Records for this exercise Start Marker

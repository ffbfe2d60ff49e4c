//! Trace session controller
//!
//! Drives the debugger through the trace window:
//!
//! 1. break at the start location and run the target there,
//! 2. when the start location is not the entry point, rerun it with reverse
//!    recording enabled so the function entry can be stepped back into,
//! 3. watch the caller's return address as the stop boundary,
//! 4. step one instruction at a time, recording each, until the limit, the
//!    boundary, an interrupt or a debugger failure ends the session.
//!
//! The trace document gets its footer and the debugger is released on every
//! path once the output sink has been opened.

use crate::config::TraceConfig;
use crate::control::{BreakpointHandle, ExecutionControl};
use crate::error::TraceError;
use crate::format::format_examine;
use crate::monitor::StopPointMonitor;
use crate::signal::{InterruptRelay, StopLatch};
use crate::trace::{SessionStatus, StopReason, TraceRecord, TraceSession, TraceSummary, NO_LABEL};
use crate::writer::TraceWriter;
use anyhow::Context;
use std::fs::File;
use std::io::{BufWriter, Write};
use std::sync::Arc;

/// Runs one trace session. A controller is consumed by [`run`](Self::run).
pub struct TraceController {
    config: TraceConfig,
    session: TraceSession,
    interrupt: Arc<StopLatch>,
    boundary_hit: Arc<StopLatch>,
    start_breakpoint: Option<BreakpointHandle>,
    /// Return address and the breakpoint watching it
    boundary: Option<(u64, BreakpointHandle)>,
}

impl TraceController {
    /// Create a controller, rejecting an invalid configuration before any
    /// output exists.
    pub fn new(config: TraceConfig) -> Result<Self, TraceError> {
        config.validate()?;
        Ok(Self {
            config,
            session: TraceSession::new(),
            interrupt: Arc::new(StopLatch::new()),
            boundary_hit: Arc::new(StopLatch::new()),
            start_breakpoint: None,
            boundary: None,
        })
    }

    pub fn config(&self) -> &TraceConfig {
        &self.config
    }

    /// Handle for requesting cancellation from another thread; see
    /// [`InterruptRelay::install_ctrlc`] for ctrl+c
    pub fn interrupt_relay(&self) -> InterruptRelay {
        InterruptRelay::new(self.interrupt.clone())
    }

    /// Trace into the configured output file
    pub fn run<C: ExecutionControl>(self, control: &mut C) -> Result<TraceSummary, TraceError> {
        let file = File::create(&self.config.output).map_err(|e| {
            TraceError::Configuration(format!(
                "cannot open {}: {}",
                self.config.output.display(),
                e
            ))
        })?;
        self.run_with_sink(control, BufWriter::new(file))
    }

    /// Trace into an arbitrary sink
    pub fn run_with_sink<C: ExecutionControl, W: Write>(
        mut self,
        control: &mut C,
        sink: W,
    ) -> Result<TraceSummary, TraceError> {
        tracing::info!(
            "Starting instruction trace at {} (limit: {:?}, disassemble: {})",
            self.config.breakpoint,
            self.config.effective_limit(),
            self.config.disassemble
        );

        let mut writer = TraceWriter::new(sink);
        if let Err(e) = writer.write_header(&self.config, self.session.started_at()) {
            tracing::error!("Failed to write trace header: {}", e);
            if let Err(close) = writer.close() {
                tracing::warn!("Failed to close trace sink: {}", close);
            }
            release(control);
            return Err(e);
        }

        let (reason, setup_error) = match self.arm(control) {
            Ok(()) => (self.step(control, &mut writer), None),
            Err(e) => {
                tracing::error!("{}", e);
                let reason = match &e {
                    TraceError::Setup { stage, source } => StopReason::SetupFailure {
                        stage: stage.to_string(),
                        message: format!("{:#}", source),
                    },
                    other => StopReason::SetupFailure {
                        stage: "arming".to_string(),
                        message: other.to_string(),
                    },
                };
                (reason, Some(e))
            }
        };
        self.session.stop(reason);

        let summary = self.finish(control, writer);
        match setup_error {
            Some(e) => Err(e),
            None => summary,
        }
    }

    /// Arm the trace window and leave the target on the first instruction
    /// to record.
    fn arm<C: ExecutionControl>(&mut self, control: &mut C) -> Result<(), TraceError> {
        control
            .set_option("pagination", "off")
            .map_err(setup("disabling pagination"))?;
        control
            .set_option("confirm", "off")
            .map_err(setup("disabling confirmation"))?;
        let start = control
            .set_breakpoint(&self.config.breakpoint)
            .map_err(setup("installing the start breakpoint"))?;
        self.start_breakpoint = Some(start);
        control
            .launch_until_breakpoint()
            .map_err(setup("running to the start breakpoint"))?;
        self.session.advance(SessionStatus::Armed);

        let from_entry = self.config.starts_at_entry();
        if from_entry {
            // Needed to see a frame above the entry function
            control
                .set_option("backtrace past-main", "on")
                .map_err(setup("exposing the frame above the entry point"))?;
        } else {
            // Recording has to be active before the traced instructions run
            control
                .enable_reverse_recording()
                .map_err(setup("enabling reverse recording"))?;
            control
                .continue_execution()
                .map_err(setup("rerunning to the start breakpoint"))?;
            self.session.advance(SessionStatus::Recording);
        }

        let boundary = control
            .caller_program_counter()
            .map_err(setup("reading the caller frame"))?;
        let monitor = StopPointMonitor::new(boundary, self.boundary_hit.clone());
        let watch = control
            .watch_address(boundary, Box::new(monitor))
            .map_err(setup("arming the stop boundary"))?;
        self.boundary = Some((boundary, watch));
        tracing::debug!("Stop boundary armed at {:#x} ({:?})", boundary, watch);

        if !from_entry {
            // The breakpoint lands past the function's first instruction
            control
                .reverse_step_instruction()
                .map_err(setup("stepping back to the function entry"))?;
        }

        self.session.advance(SessionStatus::Stepping);
        Ok(())
    }

    /// Step-and-record loop. Returns why it stopped.
    fn step<C: ExecutionControl, W: Write>(
        &mut self,
        control: &mut C,
        writer: &mut TraceWriter<W>,
    ) -> StopReason {
        let limit = self.config.effective_limit();
        loop {
            if let Some(reason) = self.poll_stop() {
                return reason;
            }
            if limit.is_some_and(|n| self.session.instruction_count() >= n) {
                return StopReason::LimitReached;
            }

            let record = match self.capture(control) {
                Ok(record) => record,
                Err(e) => {
                    tracing::warn!("Examine failed: {:#}", e);
                    return StopReason::ExamineError { message: format!("{:#}", e) };
                }
            };
            if let Err(e) = writer.append_record(&record) {
                tracing::error!("Failed to append trace record: {}", e);
                return StopReason::SinkError { message: e.to_string() };
            }
            self.session.record_instruction();

            if let Err(e) = control.step_instruction() {
                tracing::warn!("Single step failed: {:#}", e);
                return StopReason::StepError { message: format!("{:#}", e) };
            }
        }
    }

    fn poll_stop(&self) -> Option<StopReason> {
        if self.interrupt.is_raised() {
            let cause = self.interrupt.reason().unwrap_or("interrupted").to_string();
            return Some(StopReason::Interrupted { cause });
        }
        if self.boundary_hit.is_raised() {
            let address = self.boundary.map(|(address, _)| address).unwrap_or_default();
            let cause = self.boundary_hit.reason().unwrap_or("boundary reached").to_string();
            return Some(StopReason::BoundaryReached { address, cause });
        }
        None
    }

    /// Read, disassemble and format the instruction at the program counter
    fn capture<C: ExecutionControl>(&self, control: &mut C) -> crate::Result<TraceRecord> {
        let pc = control.program_counter().context("reading the program counter")?;
        let insn = control
            .disassemble(pc)
            .with_context(|| format!("disassembling {:#x}", pc))?;
        let raw = control
            .examine_bytes(pc, insn.length)
            .with_context(|| format!("examining {} bytes at {:#x}", insn.length, pc))?;

        let formatted = format_examine(&raw);
        if let Some(warning) = &formatted.warning {
            tracing::warn!("Malformed examine output at {:#x}: {}", pc, warning);
        }

        let (mnemonic, label) = if self.config.disassemble {
            let label = formatted.label.unwrap_or_else(|| NO_LABEL.to_string());
            (Some(normalize_whitespace(&insn.text)), Some(label))
        } else {
            (None, None)
        };

        Ok(TraceRecord {
            address: formatted.address,
            raw_bytes: formatted.raw_bytes,
            mnemonic,
            label,
        })
    }

    /// Write the footer, close the sink and release the debugger
    fn finish<C: ExecutionControl, W: Write>(
        mut self,
        control: &mut C,
        mut writer: TraceWriter<W>,
    ) -> Result<TraceSummary, TraceError> {
        let ended_at = self.session.finalize();
        let count = self.session.instruction_count();

        let footer = match self.session.stop_reason() {
            Some(reason) => writer.write_footer(count, ended_at, reason),
            None => Err(TraceError::Misuse("session finalized without a stop reason")),
        };
        let closed = writer.close();
        tracing::debug!(
            "Releasing start breakpoint {:?} and boundary watch {:?}",
            self.start_breakpoint,
            self.boundary.map(|(_, watch)| watch)
        );
        release(control);

        if let Some(reason) = self.session.stop_reason() {
            match reason.detail() {
                Some(detail) => tracing::info!("Done: {} ({})", reason, detail),
                None => tracing::info!("Done: {}", reason),
            }
        }
        tracing::info!("{} instructions executed", count);

        footer?;
        closed?;
        self.session
            .summary()
            .ok_or(TraceError::Misuse("session summary incomplete"))
    }
}

fn setup(stage: &'static str) -> impl FnOnce(anyhow::Error) -> TraceError {
    move |source| TraceError::Setup { stage, source }
}

fn release<C: ExecutionControl>(control: &mut C) {
    if let Err(e) = control.terminate() {
        tracing::warn!("Failed to release the debugger session: {:#}", e);
    }
}

fn normalize_whitespace(text: &str) -> String {
    text.split_whitespace().collect::<Vec<_>>().join(" ")
}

Records for this exercise End Marker

Task details
Lines from the top of the data above through the line containing "use std::fs::File;" must be repeated exactly. All other lines stay out.

Answer below
repository ffbfe2d60ff49e4c
//! Trace session controller
//!
//! Drives the debugger through the trace window:
//!
//! 1. break at the start location and run the target there,
//! 2. when the start location is not the entry point, rerun it with reverse
//!    recording enabled so the function entry can be stepped back into,
//! 3. watch the caller's return address as the stop boundary,
//! 4. step one instruction at a time, recording each, until the limit, the
//!    boundary, an interrupt or a debugger failure ends the session.
//!
//! The trace document gets its footer and the debugger is released on every
//! path once the output sink has been opened.

use crate::config::TraceConfig;
use crate::control::{BreakpointHandle, ExecutionControl};
use crate::error::TraceError;
use crate::format::format_examine;
use crate::monitor::StopPointMonitor;
use crate::signal::{InterruptRelay, StopLatch};
use crate::trace::{SessionStatus, StopReason, TraceRecord, TraceSession, TraceSummary, NO_LABEL};
use crate::writer::TraceWriter;
use anyhow::Context;
use std::fs::File;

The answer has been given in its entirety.